▸ **WHAT IS REQUIRED**
Given the records below, transcribe each of them exactly.

------ RECORDED INFORMATION ------

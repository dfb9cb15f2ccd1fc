//! Terminal event abstraction.
//!
//! Wraps crossterm events into a simpler enum and runs a background task that
//! forwards them over a channel so the main loop stays non-blocking.

use std::time::Duration;

use crossterm::event::{self, Event as CtEvent, KeyEvent, MouseEvent};
use tokio::sync::mpsc;

/// High-level events consumed by the application.
#[derive(Debug)]
pub enum AppEvent {
    Key(KeyEvent),
    Mouse(MouseEvent),
    Resize(u16, u16),
    /// The terminal lost focus — treated as a pointer cancel, so a drag in
    /// flight is released in place.
    FocusLost,
    Tick,
}

/// Spawns a background task that polls the terminal for events and sends them
/// through the returned channel.  Ticks arrive at `tick_rate` when nothing
/// else is happening; they drive the averager flush and the snap animation.
pub fn spawn_event_reader(tick_rate: Duration) -> mpsc::UnboundedReceiver<AppEvent> {
    let (tx, rx) = mpsc::unbounded_channel();

    tokio::spawn(async move {
        loop {
            // Use crossterm's poll with the tick rate so we can send Tick
            // events even when nothing is happening.
            let has_event = event::poll(tick_rate).unwrap_or(false);
            if has_event {
                if let Ok(ev) = event::read() {
                    let app_event = match ev {
                        CtEvent::Key(k) => AppEvent::Key(k),
                        CtEvent::Mouse(m) => AppEvent::Mouse(m),
                        CtEvent::Resize(w, h) => AppEvent::Resize(w, h),
                        CtEvent::FocusLost => AppEvent::FocusLost,
                        _ => continue,
                    };
                    if tx.send(app_event).is_err() {
                        break; // receiver dropped
                    }
                }
            } else {
                // No event within tick_rate — send a tick.
                if tx.send(AppEvent::Tick).is_err() {
                    break;
                }
            }
        }
    });

    rx
}
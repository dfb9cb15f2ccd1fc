//! Core algorithms – pointer sampling, throttled averaging, translation
//! clamping, and the collapsed/extended state machine.
//!
//! Nothing in this module depends on any TUI or rendering crate.

pub mod geometry;
pub mod sampler;
pub mod sheet;
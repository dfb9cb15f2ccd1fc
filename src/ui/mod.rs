//! UI / rendering layer — everything that touches Ratatui widgets.
//!
//! This layer takes the *core* data structures and turns them into pixels on
//! the terminal.  No input handling happens here.

pub mod layout;
pub mod popup;
pub mod sheet_widget;
pub mod snap;
pub mod theme;
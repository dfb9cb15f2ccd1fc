//! Custom Ratatui widget that renders the bottom sheet: a grab-handle row on
//! top and scrollable body text underneath.  The sheet overlays the page, so
//! the area is cleared before drawing.

use ratatui::{
    buffer::Buffer,
    layout::{Alignment, Rect},
    text::{Line, Span},
    widgets::{Clear, Paragraph, StatefulWidget, Widget, Wrap},
};

use super::theme::Theme;

// ───────────────────────────────────────── state ─────────────

/// Persistent state for the sheet widget (body scroll offset).
#[derive(Debug, Default)]
pub struct SheetWidgetState {
    /// First visible body line.
    pub scroll: usize,
}

impl SheetWidgetState {
    pub fn scroll_up(&mut self) {
        self.scroll = self.scroll.saturating_sub(1);
    }

    pub fn scroll_down(&mut self, max: usize) {
        self.scroll = (self.scroll + 1).min(max);
    }
}

/// How many rows the body text occupies when word-wrapped to `width`
/// columns, including one blank separator row between paragraphs.
/// Mirrors ratatui's greedy word wrapping closely enough to bound scrolling.
pub fn body_line_count(paragraphs: &[String], width: u16) -> usize {
    if width == 0 {
        return 0;
    }
    let width = width as usize;

    let mut lines = 0;
    for (i, para) in paragraphs.iter().enumerate() {
        if i > 0 {
            lines += 1; // separator
        }
        let mut used = 0;
        let mut para_lines = 1;
        for word in para.split_whitespace() {
            let len = word.chars().count();
            if used == 0 {
                used = len.min(width);
                para_lines += len.saturating_sub(1) / width;
            } else if used + 1 + len <= width {
                used += 1 + len;
            } else {
                para_lines += 1 + len.saturating_sub(1) / width;
                used = len.min(width);
            }
        }
        if para.split_whitespace().next().is_none() {
            para_lines = 1;
        }
        lines += para_lines;
    }
    lines
}

// ───────────────────────────────────────── widget ────────────

/// The sheet itself — created fresh each frame.
pub struct SheetWidget<'a> {
    paragraphs: &'a [String],
    grabbed: bool,
}

impl<'a> SheetWidget<'a> {
    pub fn new(paragraphs: &'a [String]) -> Self {
        Self {
            paragraphs,
            grabbed: false,
        }
    }

    /// Highlight the handle while the pointer is holding it.
    pub fn grabbed(mut self, grabbed: bool) -> Self {
        self.grabbed = grabbed;
        self
    }

    /// Columns available to the body text inside the horizontal padding.
    pub fn body_width(area: Rect) -> u16 {
        area.width.saturating_sub(4)
    }

    /// Body rows visible at the sheet's current height.
    pub fn body_height(area: Rect) -> u16 {
        area.height.saturating_sub(2)
    }
}

impl StatefulWidget for SheetWidget<'_> {
    type State = SheetWidgetState;

    fn render(self, area: Rect, buf: &mut Buffer, state: &mut Self::State) {
        if area.width == 0 || area.height == 0 {
            return;
        }

        Clear.render(area, buf);

        // ── handle row ─────────────────────────────────────────
        let handle_area = Rect { height: 1, ..area };
        let style = if self.grabbed {
            Theme::handle_grabbed_style()
        } else {
            Theme::handle_style()
        };
        buf.set_style(handle_area, style);

        let grip = "────────";
        Paragraph::new(Line::from(Span::raw(grip)))
            .alignment(Alignment::Center)
            .style(style)
            .render(handle_area, buf);

        // ── body ───────────────────────────────────────────────
        if area.height < 2 {
            return;
        }
        let body_area = Rect {
            x: area.x + 2,
            y: area.y + 1,
            width: Self::body_width(area),
            height: Self::body_height(area).max(1),
        };
        if body_area.width == 0 {
            return;
        }

        let visible = body_area.height as usize;
        let total = body_line_count(self.paragraphs, body_area.width);
        state.scroll = state.scroll.min(total.saturating_sub(visible));

        let mut lines: Vec<Line> = Vec::new();
        for (i, para) in self.paragraphs.iter().enumerate() {
            if i > 0 {
                lines.push(Line::raw(""));
            }
            lines.push(Line::from(Span::styled(
                para.as_str(),
                Theme::sheet_body_style(),
            )));
        }

        Paragraph::new(lines)
            .wrap(Wrap { trim: true })
            .scroll((state.scroll as u16, 0))
            .render(body_area, buf);
    }
}

#[cfg(test)]
mod tests {
    use super::*;

    #[test]
    fn line_count_wraps_greedily() {
        let paras = vec!["aa bb cc dd".to_string()];
        // Width 5 fits "aa bb" / "cc dd".
        assert_eq!(body_line_count(&paras, 5), 2);
        // Width 11 fits the whole paragraph.
        assert_eq!(body_line_count(&paras, 11), 1);
    }

    #[test]
    fn line_count_separates_paragraphs_with_a_blank() {
        let paras = vec!["aaaa".to_string(), "bbbb".to_string()];
        assert_eq!(body_line_count(&paras, 10), 3);
    }

    #[test]
    fn line_count_breaks_overlong_words() {
        let paras = vec!["abcdefghij".to_string()];
        assert_eq!(body_line_count(&paras, 4), 3);
    }

    #[test]
    fn line_count_handles_degenerate_input() {
        assert_eq!(body_line_count(&[], 10), 0);
        assert_eq!(body_line_count(&["hello".to_string()], 0), 0);
        assert_eq!(body_line_count(&[String::new()], 10), 1);
    }

    #[test]
    fn scroll_is_bounded() {
        let mut state = SheetWidgetState::default();
        state.scroll_up();
        assert_eq!(state.scroll, 0);
        state.scroll_down(2);
        state.scroll_down(2);
        state.scroll_down(2);
        assert_eq!(state.scroll, 2);
    }
}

------

▸ **WRITTEN REPLY**
repository dfb9cb15f2ccd1fc
//! Terminal event abstraction.
//!
//! Wraps crossterm events into a simpler enum and runs a background task that
//! forwards them over a channel so the main loop stays non-blocking.

use std::time::Duration;

use crossterm::event::{self, Event as CtEvent, KeyEvent, MouseEvent};
use tokio::sync::mpsc;

/// High-level events consumed by the application.
#[derive(Debug)]
pub enum AppEvent {
    Key(KeyEvent),
    Mouse(MouseEvent),
    Resize(u16, u16),
    /// The terminal lost focus — treated as a pointer cancel, so a drag in
    /// flight is released in place.
    FocusLost,
    Tick,
}

/// Spawns a background task that polls the terminal for events and sends them
/// through the returned channel.  Ticks arrive at `tick_rate` when nothing
/// else is happening; they drive the averager flush and the snap animation.
pub fn spawn_event_reader(tick_rate: Duration) -> mpsc::UnboundedReceiver<AppEvent> {
    let (tx, rx) = mpsc::unbounded_channel();

    tokio::spawn(async move {
        loop {
            // Use crossterm's poll with the tick rate so we can send Tick
            // events even when nothing is happening.
            let has_event = event::poll(tick_rate).unwrap_or(false);
            if has_event {
                if let Ok(ev) = event::read() {
                    let app_event = match ev {
                        CtEvent::Key(k) => AppEvent::Key(k),
                        CtEvent::Mouse(m) => AppEvent::Mouse(m),
                        CtEvent::Resize(w, h) => AppEvent::Resize(w, h),
                        CtEvent::FocusLost => AppEvent::FocusLost,
                        _ => continue,
                    };
                    if tx.send(app_event).is_err() {
                        break; // receiver dropped
                    }
                }
            } else {
                // No event within tick_rate — send a tick.
                if tx.send(AppEvent::Tick).is_err() {
                    break;
                }
            }
        }
    });

    rx
}
repository dfb9cb15f2ccd1fc
//! Core algorithms – pointer sampling, throttled averaging, translation
//! clamping, and the collapsed/extended state machine.
//!
//! Nothing in this module depends on any TUI or rendering crate.

pub mod geometry;
pub mod sampler;
pub mod sheet;
repository dfb9cb15f2ccd1fc
filename src/ui/mod.rs
//! UI / rendering layer — everything that touches Ratatui widgets.
//!
//! This layer takes the *core* data structures and turns them into pixels on
//! the terminal.  No input handling happens here.

pub mod layout;
pub mod popup;
pub mod sheet_widget;
pub mod snap;
pub mod theme;
repository dfb9cb15f2ccd1fc
//! Custom Ratatui widget that renders the bottom sheet: a grab-handle row on
//! top and scrollable body text underneath.  The sheet overlays the page, so
//! the area is cleared before drawing.

use ratatui::{
    buffer::Buffer,
    layout::{Alignment, Rect},
    text::{Line, Span},
    widgets::{Clear, Paragraph, StatefulWidget, Widget, Wrap},
};

use super::theme::Theme;

// ───────────────────────────────────────── state ─────────────

/// Persistent state for the sheet widget (body scroll offset).
#[derive(Debug, Default)]
pub struct SheetWidgetState {
    /// First visible body line.
    pub scroll: usize,
}

impl SheetWidgetState {
    pub fn scroll_up(&mut self) {
        self.scroll = self.scroll.saturating_sub(1);
    }

    pub fn scroll_down(&mut self, max: usize) {
        self.scroll = (self.scroll + 1).min(max);
    }
}

/// How many rows the body text occupies when word-wrapped to `width`
/// columns, including one blank separator row between paragraphs.
/// Mirrors ratatui's greedy word wrapping closely enough to bound scrolling.
pub fn body_line_count(paragraphs: &[String], width: u16) -> usize {
    if width == 0 {
        return 0;
    }
    let width = width as usize;

    let mut lines = 0;
    for (i, para) in paragraphs.iter().enumerate() {
        if i > 0 {
            lines += 1; // separator
        }
        let mut used = 0;
        let mut para_lines = 1;
        for word in para.split_whitespace() {
            let len = word.chars().count();
            if used == 0 {
                used = len.min(width);
                para_lines += len.saturating_sub(1) / width;
            } else if used + 1 + len <= width {
                used += 1 + len;
            } else {
                para_lines += 1 + len.saturating_sub(1) / width;
                used = len.min(width);
            }
        }
        if para.split_whitespace().next().is_none() {
            para_lines = 1;
        }
        lines += para_lines;
    }
    lines
}

// ───────────────────────────────────────── widget ────────────

/// The sheet itself — created fresh each frame.
pub struct SheetWidget<'a> {
    paragraphs: &'a [String],
    grabbed: bool,
}

impl<'a> SheetWidget<'a> {
    pub fn new(paragraphs: &'a [String]) -> Self {
        Self {
            paragraphs,
            grabbed: false,
        }
    }

    /// Highlight the handle while the pointer is holding it.
    pub fn grabbed(mut self, grabbed: bool) -> Self {
        self.grabbed = grabbed;
        self
    }

    /// Columns available to the body text inside the horizontal padding.
    pub fn body_width(area: Rect) -> u16 {
        area.width.saturating_sub(4)
    }

    /// Body rows visible at the sheet's current height.
    pub fn body_height(area: Rect) -> u16 {
        area.height.saturating_sub(2)
    }
}

impl StatefulWidget for SheetWidget<'_> {
    type State = SheetWidgetState;

    fn render(self, area: Rect, buf: &mut Buffer, state: &mut Self::State) {
        if area.width == 0 || area.height == 0 {
            return;
        }

        Clear.render(area, buf);

        // ── handle row ─────────────────────────────────────────
        let handle_area = Rect { height: 1, ..area };
        let style = if self.grabbed {
            Theme::handle_grabbed_style()
        } else {
            Theme::handle_style()
        };
        buf.set_style(handle_area, style);

        let grip = "────────";
        Paragraph::new(Line::from(Span::raw(grip)))
            .alignment(Alignment::Center)
            .style(style)
            .render(handle_area, buf);

        // ── body ───────────────────────────────────────────────
        if area.height < 2 {
            return;
        }
        let body_area = Rect {
            x: area.x + 2,
            y: area.y + 1,
            width: Self::body_width(area),
            height: Self::body_height(area).max(1),
        };
        if body_area.width == 0 {
            return;
        }

        let visible = body_area.height as usize;
        let total = body_line_count(self.paragraphs, body_area.width);
        state.scroll = state.scroll.min(total.saturating_sub(visible));

        let mut lines: Vec<Line> = Vec::new();
        for (i, para) in self.paragraphs.iter().enumerate() {
            if i > 0 {
                lines.push(Line::raw(""));
            }
            lines.push(Line::from(Span::styled(
                para.as_str(),
                Theme::sheet_body_style(),
            )));
        }

        Paragraph::new(lines)
            .wrap(Wrap { trim: true })
            .scroll((state.scroll as u16, 0))
            .render(body_area, buf);
    }
}

#[cfg(test)]
mod tests {
    use super::*;

    #[test]
    fn line_count_wraps_greedily() {
        let paras = vec!["aa bb cc dd".to_string()];
        // Width 5 fits "aa bb" / "cc dd".
        assert_eq!(body_line_count(&paras, 5), 2);
        // Width 11 fits the whole paragraph.
        assert_eq!(body_line_count(&paras, 11), 1);
    }

    #[test]
    fn line_count_separates_paragraphs_with_a_blank() {
        let paras = vec!["aaaa".to_string(), "bbbb".to_string()];
        assert_eq!(body_line_count(&paras, 10), 3);
    }

    #[test]
    fn line_count_breaks_overlong_words() {
        let paras = vec!["abcdefghij".to_string()];
        assert_eq!(body_line_count(&paras, 4), 3);
    }

    #[test]
    fn line_count_handles_degenerate_input() {
        assert_eq!(body_line_count(&[], 10), 0);
        assert_eq!(body_line_count(&["hello".to_string()], 0), 0);
        assert_eq!(body_line_count(&[String::new()], 10), 1);
    }

    #[test]
    fn scroll_is_bounded() {
        let mut state = SheetWidgetState::default();
        state.scroll_up();
        assert_eq!(state.scroll, 0);
        state.scroll_down(2);
        state.scroll_down(2);
        state.scroll_down(2);
        assert_eq!(state.scroll, 2);
    }
}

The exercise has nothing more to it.